Он стоял, скрестив на груди руки и не отводя глаз от нее. Как бы хотелось ему слова ее превратить в краски, рассказ ее перенести на полотно! Это была бы чудесная картина, думал он… Сумрак объял все – и воды, и лес, и неизмеримое пространство полей… На картине нет людей, только одна она – эта девушка, благоговейно созерцающая необъятное величие творца в творении…
– Уж мастерица рассказывать, – сказала старушка, приподнимаясь со стула и смотря на своего сына, – нечего говорить – мастерица! Словно соловей поет. Постой-ка, матушка, вот я схожу на кухню, и ту же минуточку возвращусь к тебе.
Старушка вышла. Они остались вдвоем. Это было в первый раз. Минуту они оба молчали, потом она оборотилась к нему.
– Что, вы скоро окончите вашу картину? – спросила она его робким голосом.
– Не знаю, право; может быть, недели через две, через три.
Она подошла к станку.
– Вы мне позволите посмотреть?..
Александр вдруг изменился в лице при этом вопросе, – она еще не видала оконченным лицо Ревекки.
Он стоял перед нею, как преступник, потупив голову и не смея взглянуть на нее.

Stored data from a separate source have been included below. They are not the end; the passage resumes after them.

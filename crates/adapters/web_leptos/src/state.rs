//! Page state shared through Leptos context.

use folio_app::ports::NavigationStore;
use folio_app::services::{ScrollTracker, SectionNavigator, ThemeController};
use folio_domain::config::NavConfig;
use folio_domain::navigation::NavigationState;
use folio_domain::section::SectionId;
use leptos::prelude::*;

use crate::browser::{DocumentRoot, DomViewport, LocalStorage, ScrollListener, WindowScrollEvents};

type BrowserThemeController = ThemeController<LocalStorage, DocumentRoot>;

/// [`NavigationStore`] backed by a reactive signal.
#[derive(Debug, Clone, Copy)]
pub struct SignalStore(RwSignal<NavigationState>);

impl NavigationStore for SignalStore {
    fn get(&self) -> NavigationState {
        self.0.get_untracked()
    }

    fn update<F: FnOnce(&mut NavigationState)>(&self, f: F) {
        self.0.update(f);
    }
}

/// Handles to the navigation state and the services that write it.
///
/// `Copy`, so event handlers can capture it directly.
#[derive(Clone, Copy)]
pub struct PageContext {
    nav: RwSignal<NavigationState>,
    navigator: StoredValue<SectionNavigator<DomViewport>>,
    theme: StoredValue<BrowserThemeController>,
    tracker: StoredValue<ScrollTracker<DomViewport>>,
}

impl PageContext {
    /// Build the services and restore the persisted theme.
    pub fn new(config: &NavConfig) -> Self {
        let theme = ThemeController::new(LocalStorage, DocumentRoot, config);
        let mut initial = NavigationState::default();
        theme.initialize(&mut initial);

        Self {
            nav: RwSignal::new(initial),
            navigator: StoredValue::new(SectionNavigator::new(DomViewport, config)),
            theme: StoredValue::new(theme),
            tracker: StoredValue::new(ScrollTracker::new(DomViewport, config)),
        }
    }

    /// Attach the scroll tracker to the window; the listener is removed when
    /// the returned guard is dropped.
    pub fn track_scroll(&self) -> ScrollListener {
        let tracker = self.tracker.get_value();
        tracker.attach(&WindowScrollEvents, SignalStore(self.nav))
    }

    pub fn navigate(&self, target: SectionId) {
        self.navigator.with_value(|navigator| {
            self.nav.update(|state| navigator.navigate(state, target));
        });
    }

    pub fn toggle_theme(&self) {
        self.theme.with_value(|theme| {
            self.nav.update(|state| {
                theme.toggle(state);
            });
        });
    }

    pub fn toggle_menu(&self) {
        self.nav.update(NavigationState::toggle_menu);
    }

    pub fn dark_mode(&self) -> Memo<bool> {
        let nav = self.nav;
        Memo::new(move |_| nav.with(|state| state.dark_mode))
    }

    pub fn is_scrolled(&self) -> Memo<bool> {
        let nav = self.nav;
        Memo::new(move |_| nav.with(|state| state.is_scrolled))
    }

    pub fn is_menu_open(&self) -> Memo<bool> {
        let nav = self.nav;
        Memo::new(move |_| nav.with(|state| state.is_menu_open))
    }

    pub fn active_section(&self) -> Memo<SectionId> {
        let nav = self.nav;
        Memo::new(move |_| nav.with(|state| state.active_section))
    }
}

/// Access the page context.
///
/// Must be called within the component tree under [`App`](crate::App).
pub fn use_page() -> PageContext {
    use_context::<PageContext>().expect("PageContext not found in context")
}
use folio_domain::content::PROJECTS;
use folio_domain::section::SectionId;
use leptos::prelude::*;

#[component]
pub fn Projects() -> impl IntoView {
    let cards = PROJECTS
        .iter()
        .map(|project| {
            let tags = project
                .technologies
                .iter()
                .map(|tech| view! { <span class="tag">{*tech}</span> })
                .collect_view();
            view! {
                <article class="card project-card">
                    <div class="project-image">
                        <img src=project.image_url alt=project.title/>
                    </div>
                    <div class="project-body">
                        <h3>{project.title}</h3>
                        <p>{project.description}</p>
                        <div class="tags">{tags}</div>
                        <a
                            href=project.link
                            target="_blank"
                            rel="noopener noreferrer"
                            class="accent project-link"
                        >
                            "View Project \u{2197}"
                        </a>
                    </div>
                </article>
            }
        })
        .collect_view();

    view! {
        <section id=SectionId::Projects.as_str() class="section projects">
            <div class="container">
                <h2 class="section-title">"My Projects"</h2>
                <div class="grid grid-2">{cards}</div>
            </div>
        </section>
    }
}
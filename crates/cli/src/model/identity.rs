// SPDX-License-Identifier: MIT
// Copyright (c) 2026 Alfred Jean LLC

//! Deterministic, content-addressed identity.
//!
//! Ids chain Report → Suite → Test. Each id is a namespaced (version 3) UUID
//! whose namespace is the parent id and whose name is the entity's local
//! name, so equal content at the same tree position always yields equal ids
//! across independently produced reports.

use uuid::Uuid;

use super::{Report, Suite, Test};

/// Namespace for report ids.
pub const ROOT_NAMESPACE: Uuid = Uuid::nil();

/// Id of a top-level entity.
pub fn root_id(local_name: &str) -> String {
    Uuid::new_v3(&ROOT_NAMESPACE, local_name.as_bytes()).to_string()
}

/// Id of an entity below `parent_id`.
///
/// A parent id that is not a UUID falls back to the root namespace.
pub fn child_id(parent_id: &str, local_name: &str) -> String {
    let namespace = Uuid::parse_str(parent_id).unwrap_or(ROOT_NAMESPACE);
    Uuid::new_v3(&namespace, local_name.as_bytes()).to_string()
}

impl Report {
    /// `name`, suffixed with the framework when one is set.
    pub fn local_name(&self) -> String {
        format!("{}{}", self.name, self.framework)
    }

    /// Regenerate every id top-down.
    pub fn assign_ids(&mut self) {
        self.id = root_id(&self.local_name());
        for suite in &mut self.suites {
            suite.assign_ids(&self.id);
        }
    }
}

impl Suite {
    pub fn local_name(&self) -> &str {
        &self.name
    }

    /// Regenerate the suite id and every test id below it.
    pub fn assign_ids(&mut self, report_id: &str) {
        self.id = child_id(report_id, self.local_name());
        for test in &mut self.tests {
            test.assign_id(&self.id);
        }
    }
}

impl Test {
    /// `name`, qualified by classname, then by `Failure.` and `Error.` markers.
    ///
    /// The markers make a failing test distinct from a passing one with the
    /// same name, so a test's id changes when its outcome flips.
    pub fn local_name(&self) -> String {
        let mut local = self.name.clone();

        if !self.classname.is_empty() {
            local = format!("{}.{}", self.classname, local);
        }
        if self.failure.is_some() {
            local = format!("Failure.{local}");
        }
        if self.error.is_some() {
            local = format!("Error.{local}");
        }

        local
    }

    pub fn assign_id(&mut self, suite_id: &str) {
        self.id = child_id(suite_id, &self.local_name());
    }
}

#[cfg(test)]
#[path = "identity_tests.rs"]
mod tests;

Долго и пристально смотрела девушка на это полотно, чародейно одушевлявшееся под перстами его, и вдруг, может быть, узнав себя в Ревекке, как будто испуганная этой мыслию, вздрогнула и оборотилась к нему… Ни он, ни она не сказали ни слова, но он и она поняли друг друга.
– Я не мог выразить в этом лице того, что хотел, – решился наконец заметить он. – Горе иметь посредственное дарование! лучше быть простым ремесленником.
«Таково сомнение гения, – подумала она, – так сомневался и Корреджио».
– Я не могу дать жизни этим глазам, – продолжал он после минуты задумчивости, – посмотрите, они не говорят так, как те глаза, которые я видел, не теплятся чувством, как они.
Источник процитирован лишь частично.